Massimo: «Però devo dire che gli investitori italiani sono più calorosi e la vivono in modo più personale. Con noi si è creato un rapporto molto stretto di amicizia, quando c’è una bella notizia, la vivono in modo personale, ci hanno anche invitato a cena per festeggiare»
Negli ultimi anni siete cresciuti molto.
Massimo: «Siamo cresciuti sempre: a marzo 2014 abbiamo messo il prodotto a pagamento e da lì siamo sempre cresciuti costantemente sia in fatturato sia in team, che ora è arrivato a circa 45 persone in tutto il mondo. Appena entrati in 500Startups gestivamo 90-100mila dollari al mese di campagne: il mese scorso abbiamo gestito 28 milioni di dollari».
Da che cosa deriva il nome della startup?
Massimo: «Inizialmente abbiamo pensato a tanti nomi orribili ma poi siamo atterrati su AdEspresso per delle ragioni molto semplici. Primo: beviamo tanto caffè, e la parola “espresso” rende l’idea della velocità e dell’italianità. Tutti lo conoscono e non devi impazzire a fare lo spelling per farlo capire agli stranieri. Poi comincia con la “a” e questo ci permette di essere in cima tutte le volte che nei giornali si fanno le liste alfabetiche».
Come siete entrati in contatto con Hootsuite?
Armando: «E’ successo un anno fa: ci hanno contattato loro! Eravamo in una conferenza e cercavano aziende con cui stringere partnership o da acquisire. A noi andava bene anche la partnership ma poi ci siamo accordati per una operazione di M&A vantaggiosa per entrambi».
Qual è stata la chiave del vostro successo?

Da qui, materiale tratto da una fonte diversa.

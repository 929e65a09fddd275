//! Diplomatic transcription of a tablature score.
//!
//! The score definitions are rewritten first, which also settles the tuning,
//! notation type and key for the whole file. Each top-level section is then
//! rewritten measure by measure, and its new notes are spelled in one go.

pub mod context;
pub mod directives;
pub mod events;
pub mod options;
pub mod score_def;
pub mod section;
pub mod side_elements;
pub mod speller;
pub mod tuning;

use crate::mei::document::Document;
use crate::mei::ids::{index_original_ids, IdRegistry};
use crate::mei::primitive_parser::decode_text;
use crate::mei::reader::parse_document;
use crate::mei::writer::write_document;
use crate::oracle::Oracle;
use crate::transcriber::options::TranscriptionOptions;
use crate::DiplomatError;
use std::fs;
use std::path::{Path, PathBuf};

/// Input file extensions the transcriber accepts; anything but MEI goes
/// through the conversion oracle first.
pub const SUPPORTED_EXTENSIONS: [&str; 5] = ["mei", "tab", "tbp", "tc", "xml"];
const MEI_EXTENSION: &str = "mei";
const OUTPUT_SUFFIX: &str = "-dipl";

pub fn is_supported(path: &Path) -> bool {
    path.extension()
        .and_then(|ext| ext.to_str())
        .is_some_and(|ext| SUPPORTED_EXTENSIONS.contains(&ext.to_ascii_lowercase().as_str()))
}

/// `piece.tbp` -> `piece-dipl.mei`
pub fn output_file_name(source: &Path) -> Result<String, DiplomatError> {
    let stem = source
        .file_stem()
        .and_then(|stem| stem.to_str())
        .ok_or_else(|| {
            DiplomatError::ConfigError(format!("cannot name output for {}", source.display()))
        })?;
    Ok(format!("{stem}{OUTPUT_SUFFIX}.{MEI_EXTENSION}"))
}

/// MEI text of `source`, converted by the oracle when it is not MEI already.
pub fn load_source(source: &Path, oracle: &dyn Oracle) -> Result<String, DiplomatError> {
    let is_mei = source
        .extension()
        .and_then(|ext| ext.to_str())
        .is_some_and(|ext| ext.eq_ignore_ascii_case(MEI_EXTENSION));
    if is_mei {
        let bytes = fs::read(source).map_err(|err| {
            DiplomatError::IoError(format!("cannot read {}: {err}", source.display()))
        })?;
        Ok(decode_text(&bytes))
    } else {
        log::info!("Converting {} to MEI", source.display());
        oracle.convert(source)
    }
}

/// Transcribes `source` and writes `<stem>-dipl.mei` into `out_dir`.
///
/// Nothing is written when the transcription fails.
pub fn transcribe_file(
    source: &Path,
    out_dir: &Path,
    options: &TranscriptionOptions,
    oracle: &dyn Oracle,
) -> Result<PathBuf, DiplomatError> {
    let output = out_dir.join(output_file_name(source)?);
    let mei = load_source(source, oracle)?;
    let transcribed = transcribe_str(&mei, source, options, oracle)?;
    fs::create_dir_all(out_dir)?;
    fs::write(&output, transcribed).map_err(|err| {
        DiplomatError::IoError(format!("cannot write {}: {err}", output.display()))
    })?;
    log::info!("Transcription written to {}", output.display());
    Ok(output)
}

/// Transcribes MEI text. `source` is only handed to the key estimation oracle.
pub fn transcribe_str(
    mei: &str,
    source: &Path,
    options: &TranscriptionOptions,
    oracle: &dyn Oracle,
) -> Result<String, DiplomatError> {
    let mut document = parse_document(mei)?;
    transcribe_document(&mut document, source, options, oracle)?;
    write_document(&document)
}

pub fn transcribe_document(
    document: &mut Document,
    source: &Path,
    options: &TranscriptionOptions,
    oracle: &dyn Oracle,
) -> Result<(), DiplomatError> {
    options.validate()?;
    let mut ids = IdRegistry::from_document(document);
    let index = index_original_ids(document);

    let root = document.root();
    let score = document
        .find_descendant(root, "score")
        .ok_or_else(|| DiplomatError::StructuralError("document has no score".to_string()))?;
    let score_defs = document.descendants_named(score, "scoreDef");
    let first = *score_defs
        .first()
        .ok_or_else(|| DiplomatError::StructuralError("score has no scoreDef".to_string()))?;

    let settings = score_def::resolve_settings(document, first, options, oracle, source)?;
    for (i, &score_def) in score_defs.iter().enumerate() {
        score_def::rewrite_score_def(document, &mut ids, &settings, score_def, i == 0)?;
    }

    let sections: Vec<_> = document
        .element_children(score)
        .filter(|&child| document.local_name(child) == "section")
        .collect();
    for (i, &section) in sections.iter().enumerate() {
        let unspelled = section::rewrite_section(document, &mut ids, &index, &settings, section)?;
        log::debug!("Section {}: {} notes to spell", i + 1, unspelled.len());
        speller::spell_section(document, oracle, &settings, &unspelled)?;
    }
    log::info!("{} sections transcribed", sections.len());
    Ok(())
}
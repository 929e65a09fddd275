//! Error types for the diplomat library

use std::io;

/// Library error type for transcription operations
#[derive(Debug, thiserror::Error)]
pub enum DiplomatError {
    /// The input is not well-formed XML or could not be decoded
    #[error("parsing error: {0}")]
    ParsingError(String),

    /// An element the transcription relies on is absent
    #[error("structural error: {0}")]
    StructuralError(String),

    /// A tablature note lacks usable course/fret information
    #[error("data error: {0}")]
    DataError(String),

    /// A cross-reference points at an identifier without a recorded mapping
    #[error("reference error: {0}")]
    ReferenceError(String),

    /// An external oracle failed or answered with something unusable
    #[error("oracle error: {0}")]
    OracleError(String),

    /// The identifier generator ran out of fresh identifiers
    #[error("identifier error: {0}")]
    IdError(String),

    /// Configuration error
    #[error("configuration error: {0}")]
    ConfigError(String),

    /// I/O error
    #[error("I/O error: {0}")]
    IoError(String),
}

impl From<io::Error> for DiplomatError {
    fn from(error: io::Error) -> Self {
        Self::IoError(error.to_string())
    }
}

impl From<quick_xml::Error> for DiplomatError {
    fn from(error: quick_xml::Error) -> Self {
        Self::ParsingError(error.to_string())
    }
}

impl From<serde_json::Error> for DiplomatError {
    fn from(error: serde_json::Error) -> Self {
        Self::OracleError(format!("invalid JSON: {error}"))
    }
}
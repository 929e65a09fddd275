use crate::mei::document::{Document, NodeId};
use crate::mei::ids::IdRegistry;
use crate::oracle::Oracle;
use crate::transcriber::options::{ScoreSettings, TranscriptionOptions};
use crate::transcriber::tuning::{
    key_signature_label, midi_from_spelling, NotationType, ScoreLayout, Tuning,
};
use crate::DiplomatError;
use std::path::Path;

fn staff_group(document: &Document, score_def: NodeId) -> Result<NodeId, DiplomatError> {
    document
        .find_descendant(score_def, "staffGrp")
        .ok_or_else(|| DiplomatError::StructuralError("scoreDef without staffGrp".to_string()))
}

/// The staff declaration of the tablature: the first one with a tablature
/// notation type or a tuning, else the first one.
fn tablature_staff_def(document: &Document, staff_grp: NodeId) -> Result<NodeId, DiplomatError> {
    let staff_defs = document.descendants_named(staff_grp, "staffDef");
    staff_defs
        .iter()
        .copied()
        .find(|&staff_def| {
            document
                .attr(staff_def, "notationtype")
                .is_some_and(|t| t.starts_with("tab"))
                || document.find_child(staff_def, "tuning").is_some()
        })
        .or_else(|| staff_defs.first().copied())
        .ok_or_else(|| DiplomatError::StructuralError("staffGrp without staffDef".to_string()))
}

/// Tuning declared by the `<course>` children of a staff declaration's `<tuning>`.
pub fn tuning_from_input(document: &Document, staff_def: NodeId) -> Option<Tuning> {
    let tuning = document.find_child(staff_def, "tuning")?;
    let courses: Vec<(usize, i32)> = document
        .element_children(tuning)
        .filter(|&course| document.local_name(course) == "course")
        .filter_map(|course| {
            let n = document.attr(course, "n")?.trim().parse().ok()?;
            let oct = document.attr(course, "oct")?.trim().parse().ok()?;
            let accid = document.attr(course, "accid").filter(|a| !a.is_empty());
            let pitch = midi_from_spelling(document.attr(course, "pname")?, accid, oct)?;
            Some((n, pitch))
        })
        .collect();
    let found = Tuning::from_open_courses(&courses);
    if found.is_none() {
        log::warn!("Tuning declared in the input is not recognised");
    }
    found
}

pub fn notation_type_from_input(document: &Document, staff_def: NodeId) -> Option<NotationType> {
    document
        .attr(staff_def, "notationtype")
        .and_then(NotationType::from_mei_label)
}

/// Resolves tuning, notation type and key from the options, the first score
/// definition and, for the key, the estimation oracle.
pub fn resolve_settings(
    document: &Document,
    score_def: NodeId,
    options: &TranscriptionOptions,
    oracle: &dyn Oracle,
    source: &Path,
) -> Result<ScoreSettings, DiplomatError> {
    let staff_def = tablature_staff_def(document, staff_group(document, score_def)?)?;
    let tuning = options
        .tuning
        .or_else(|| tuning_from_input(document, staff_def))
        .unwrap_or_default();
    let notation_type = options
        .notation_type
        .or_else(|| notation_type_from_input(document, staff_def))
        .unwrap_or_default();
    let key = match options.key {
        Some(key) => key,
        None => oracle.estimate_key(tuning, source)?,
    };
    log::info!(
        "Tuning {tuning}, {} tablature, key {}",
        notation_type.mei_label(),
        key_signature_label(key)
    );
    Ok(ScoreSettings::new(options, tuning, notation_type, key))
}

/// Adds the CMN staff group to a score definition and adapts the tablature
/// staff declaration. Clef, key signature and tuning only go into the first one.
pub fn rewrite_score_def(
    document: &mut Document,
    ids: &mut IdRegistry,
    settings: &ScoreSettings,
    score_def: NodeId,
    first: bool,
) -> Result<(), DiplomatError> {
    let staff_grp = staff_group(document, score_def)?;
    let tab_staff_def = tablature_staff_def(document, staff_grp)?;
    let meter = document
        .find_child(tab_staff_def, "meterSig")
        .or_else(|| document.find_child(tab_staff_def, "mensur"));
    let meter_attributes: Vec<(String, String)> = document
        .attributes(tab_staff_def)
        .iter()
        .filter(|(key, _)| key.starts_with("meter.") || key.starts_with("mensur."))
        .cloned()
        .collect();

    if settings.keep_tablature {
        let n = settings.shifted_staff_number(document.attr(tab_staff_def, "n"));
        document.set_attr(tab_staff_def, "n", n);
        if settings.notation_type != NotationType::German {
            let five_lines = document.attr(tab_staff_def, "lines") == Some("5")
                && settings.notation_type == NotationType::French;
            document.set_attr(tab_staff_def, "lines", if five_lines { "5" } else { "6" });
            document.set_attr(tab_staff_def, "notationtype", settings.notation_type.mei_label());
        }
        if first {
            rebuild_tuning(document, ids, settings.tuning, tab_staff_def)?;
        }
    } else {
        document.detach(tab_staff_def);
    }

    let cmn_grp = ids.new_element(document, "staffGrp")?;
    if settings.layout == ScoreLayout::Double {
        document.set_attr(cmn_grp, "symbol", "bracket");
        document.set_attr(cmn_grp, "bar.thru", "true");
    }
    document.insert_child(staff_grp, 0, cmn_grp);

    for n in 1..=settings.cmn_staff_count() {
        let staff_def = ids.new_element(document, "staffDef")?;
        document.set_attr(staff_def, "n", n.to_string());
        document.set_attr(staff_def, "lines", "5");
        if n == 1 {
            document.set_attr(staff_def, "dir.dist", "4");
        }
        for (key, value) in &meter_attributes {
            document.set_attr(staff_def, key, value.clone());
        }
        document.append_child(cmn_grp, staff_def);
        if first {
            let clef = ids.new_element(document, "clef")?;
            for (key, value) in clef_attributes(settings.layout, n) {
                document.set_attr(clef, key, *value);
            }
            document.append_child(staff_def, clef);
            let key_sig = ids.new_element(document, "keySig")?;
            document.set_attr(key_sig, "sig", key_signature_label(settings.key));
            document.set_attr(key_sig, "mode", settings.mode.mei_label());
            document.append_child(staff_def, key_sig);
        }
        if let Some(meter) = meter {
            let copy = ids.fresh_copy(document, meter)?;
            document.append_child(staff_def, copy);
        }
    }
    Ok(())
}

fn clef_attributes(layout: ScoreLayout, n: usize) -> &'static [(&'static str, &'static str)] {
    match (layout, n) {
        (ScoreLayout::Single, _) => &[("shape", "G"), ("line", "2"), ("dis", "8"), ("dis.place", "below")],
        (ScoreLayout::Double, 2) => &[("shape", "F"), ("line", "4")],
        _ => &[("shape", "G"), ("line", "2")],
    }
}

fn rebuild_tuning(
    document: &mut Document,
    ids: &mut IdRegistry,
    tuning: Tuning,
    staff_def: NodeId,
) -> Result<(), DiplomatError> {
    let element = match document.find_child(staff_def, "tuning") {
        Some(element) => element,
        None => {
            let element = document.create_element("tuning");
            document.append_child(staff_def, element);
            element
        }
    };
    document.take_children(element);
    document.clear_attributes(element);
    ids.assign(document, element)?;
    for (i, pitch) in tuning.course_pitches().iter().enumerate() {
        let course = ids.new_element(document, "course")?;
        document.set_attr(course, "n", (i + 1).to_string());
        document.set_attr(course, "pname", pitch.pname);
        document.set_attr(course, "oct", pitch.oct.to_string());
        if let Some(accid) = pitch.accid {
            document.set_attr(course, "accid", accid);
        }
        document.append_child(element, course);
    }
    Ok(())
}

#[cfg(test)]
mod tests {
    use super::*;
    use crate::mei::reader::parse_document;
    use crate::transcriber::tuning::Mode;

    const SCORE_DEF: &str = r#"<scoreDef xml:id="sd0">
        <staffGrp xml:id="sg0">
            <staffDef xml:id="sd1" n="1" lines="5" notationtype="tab.lute.italian" meter.count="3">
                <meterSig xml:id="ms0" count="3" unit="2"/>
                <tuning xml:id="tu0">
                    <course n="1" pname="a" oct="4"/><course n="2" pname="e" oct="4"/>
                    <course n="3" pname="b" oct="3"/><course n="4" pname="g" oct="3"/>
                    <course n="5" pname="d" oct="3"/><course n="6" pname="a" oct="2"/>
                </tuning>
            </staffDef>
        </staffGrp>
    </scoreDef>"#;

    fn settings(options: &TranscriptionOptions) -> ScoreSettings {
        ScoreSettings::new(options, Tuning::A, NotationType::French, -2)
    }

    #[test]
    fn settings_from_input() {
        let doc = parse_document(SCORE_DEF).unwrap();
        let staff_def = doc.find_descendant(doc.root(), "staffDef").unwrap();
        assert_eq!(tuning_from_input(&doc, staff_def), Some(Tuning::A));
        assert_eq!(
            notation_type_from_input(&doc, staff_def),
            Some(NotationType::Italian)
        );
    }

    #[test]
    fn first_score_def_gets_everything() {
        let mut doc = parse_document(SCORE_DEF).unwrap();
        let mut ids = IdRegistry::from_document(&doc);
        let options = TranscriptionOptions {
            mode: Mode::Minor,
            ..TranscriptionOptions::default()
        };
        let root = doc.root();
        rewrite_score_def(&mut doc, &mut ids, &settings(&options), root, true).unwrap();

        let staff_grp = doc.find_child(root, "staffGrp").unwrap();
        let cmn_grp = doc.element_children(staff_grp).next().unwrap();
        assert_eq!(doc.local_name(cmn_grp), "staffGrp");
        assert_eq!(doc.attr(cmn_grp, "symbol"), Some("bracket"));
        let cmn_defs: Vec<NodeId> = doc.element_children(cmn_grp).collect();
        assert_eq!(cmn_defs.len(), 2);
        assert_eq!(doc.attr(cmn_defs[0], "dir.dist"), Some("4"));
        assert_eq!(doc.attr(cmn_defs[1], "meter.count"), Some("3"));
        let bass_clef = doc.find_child(cmn_defs[1], "clef").unwrap();
        assert_eq!(doc.attr(bass_clef, "shape"), Some("F"));
        let key_sig = doc.find_child(cmn_defs[0], "keySig").unwrap();
        assert_eq!(doc.attr(key_sig, "sig"), Some("2f"));
        assert_eq!(doc.attr(key_sig, "mode"), Some("minor"));
        let meters: Vec<&str> = cmn_defs
            .iter()
            .map(|&d| doc.id_of(doc.find_child(d, "meterSig").unwrap()).unwrap())
            .collect();
        assert_ne!(meters[0], meters[1]);
        assert!(!meters.contains(&"ms0"));

        let tab_def = doc.find_child(staff_grp, "staffDef").unwrap();
        assert_eq!(doc.attr(tab_def, "n"), Some("3"));
        assert_eq!(doc.attr(tab_def, "lines"), Some("5"));
        assert_eq!(doc.attr(tab_def, "notationtype"), Some("tab.lute.french"));
        let tuning = doc.find_child(tab_def, "tuning").unwrap();
        assert_ne!(doc.id_of(tuning), Some("tu0"));
        assert_eq!(tuning_from_input(&doc, tab_def), Some(Tuning::A));
    }

    #[test]
    fn later_score_defs_and_dropped_tablature() {
        let mut doc = parse_document(SCORE_DEF).unwrap();
        let mut ids = IdRegistry::from_document(&doc);
        let options = TranscriptionOptions {
            keep_tablature: false,
            layout: ScoreLayout::Single,
            ..TranscriptionOptions::default()
        };
        let root = doc.root();
        rewrite_score_def(&mut doc, &mut ids, &settings(&options), root, false).unwrap();
        let staff_grp = doc.find_child(root, "staffGrp").unwrap();
        assert_eq!(doc.element_children(staff_grp).count(), 1);
        let cmn_def = doc.find_descendant(staff_grp, "staffDef").unwrap();
        assert!(doc.find_child(cmn_def, "clef").is_none());
        assert!(doc.find_child(cmn_def, "keySig").is_none());
        assert!(doc.find_child(cmn_def, "meterSig").is_some());
    }

    #[test]
    fn missing_staff_group_is_structural_fault() {
        let mut doc = parse_document("<scoreDef/>").unwrap();
        let mut ids = IdRegistry::from_document(&doc);
        let settings = settings(&TranscriptionOptions::default());
        let root = doc.root();
        assert!(matches!(
            rewrite_score_def(&mut doc, &mut ids, &settings, root, true),
            Err(DiplomatError::StructuralError(_))
        ));
    }
}
/// The node kinds the transcription distinguishes.
///
/// Everything the transform does not treat specially collapses into `Other`,
/// text and comments into `NonElement`.
#[derive(Debug, Clone, Copy, PartialEq, Eq, Hash)]
pub enum NodeKind {
    Measure,
    Staff,
    Layer,
    Beam,
    TabGrp,
    TabDurSym,
    Note,
    Rest,
    Fermata,
    Annot,
    Fing,
    Dir,
    /// Editorial markup replaced by its contents before isolation
    Wrapper,
    /// Editorial alternatives, resolved to one reading
    Choice,
    Other,
    NonElement,
}

const WRAPPERS: [&str; 11] = [
    "add", "corr", "damage", "del", "expan", "orig", "reg", "restore", "sic", "supplied", "unclear",
];

impl NodeKind {
    pub fn from_local_name(name: &str) -> Self {
        match name {
            "measure" => Self::Measure,
            "staff" => Self::Staff,
            "layer" => Self::Layer,
            "beam" => Self::Beam,
            "tabGrp" => Self::TabGrp,
            "tabDurSym" => Self::TabDurSym,
            "note" => Self::Note,
            "rest" => Self::Rest,
            "fermata" => Self::Fermata,
            "annot" => Self::Annot,
            "fing" => Self::Fing,
            "dir" => Self::Dir,
            "choice" => Self::Choice,
            name if WRAPPERS.contains(&name) => Self::Wrapper,
            _ => Self::Other,
        }
    }

    /// Kinds that make up the staff hierarchy of a tablature measure.
    pub const fn is_regular(self) -> bool {
        matches!(
            self,
            Self::Measure
                | Self::Staff
                | Self::Layer
                | Self::Beam
                | Self::TabGrp
                | Self::TabDurSym
                | Self::Note
                | Self::Rest
        )
    }

    /// Kinds that only exist inside a tablature layer and get replaced by CMN counterparts.
    pub const fn is_tablature_internal(self) -> bool {
        matches!(self, Self::TabGrp | Self::TabDurSym | Self::Note | Self::Rest)
    }
}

Massimo: «Un elemento considerevole è stato quello del timing: siamo entrati in un mercato in forte crescita e non consolidato a sufficienza. Il mercato delle Pmi è a bassa marginalità quindi è importante essere efficiente nel metodo in cui uno si propone. Bisogna avere un’ottima strategia di distribuzione: un errore estremamente comune nelle startup che hanno founder molto tecnici è quello di concentrarsi solo sul prodotto. Ma il mercato spesso ha dimostrato che non vince il prodotto migliore, ma quello distribuito nel modo migliore».
Armando: «E poi ci sono delle scommesse che noi abbiamo fatto e che abbiamo vinto: per esempio una è che noi siamo stati sempre basati solo su Facebook. Ci chiedevano perché non allargassimo anche ad altri social, ma noi abbiamo guardato al mercato e dalle analisi che abbiamo fatto abbiamo capito che la nostra era la strategia migliore. Seconda scommessa: il mid-market. Tutto il segmento delle Pmi non era servito abbastanza, e così siamo arrivati noi. Le startup che funzionano, poi, sono sempre la combinazione di più cose: il successo è il risultato dell’unione tra il marketing e una strategia di go to market che sia allineata al tipo di clienti che vuoi servire, che sono più scoperti dal punto di vista del prodotto che effettivamente serve quel loro specifico bisogno».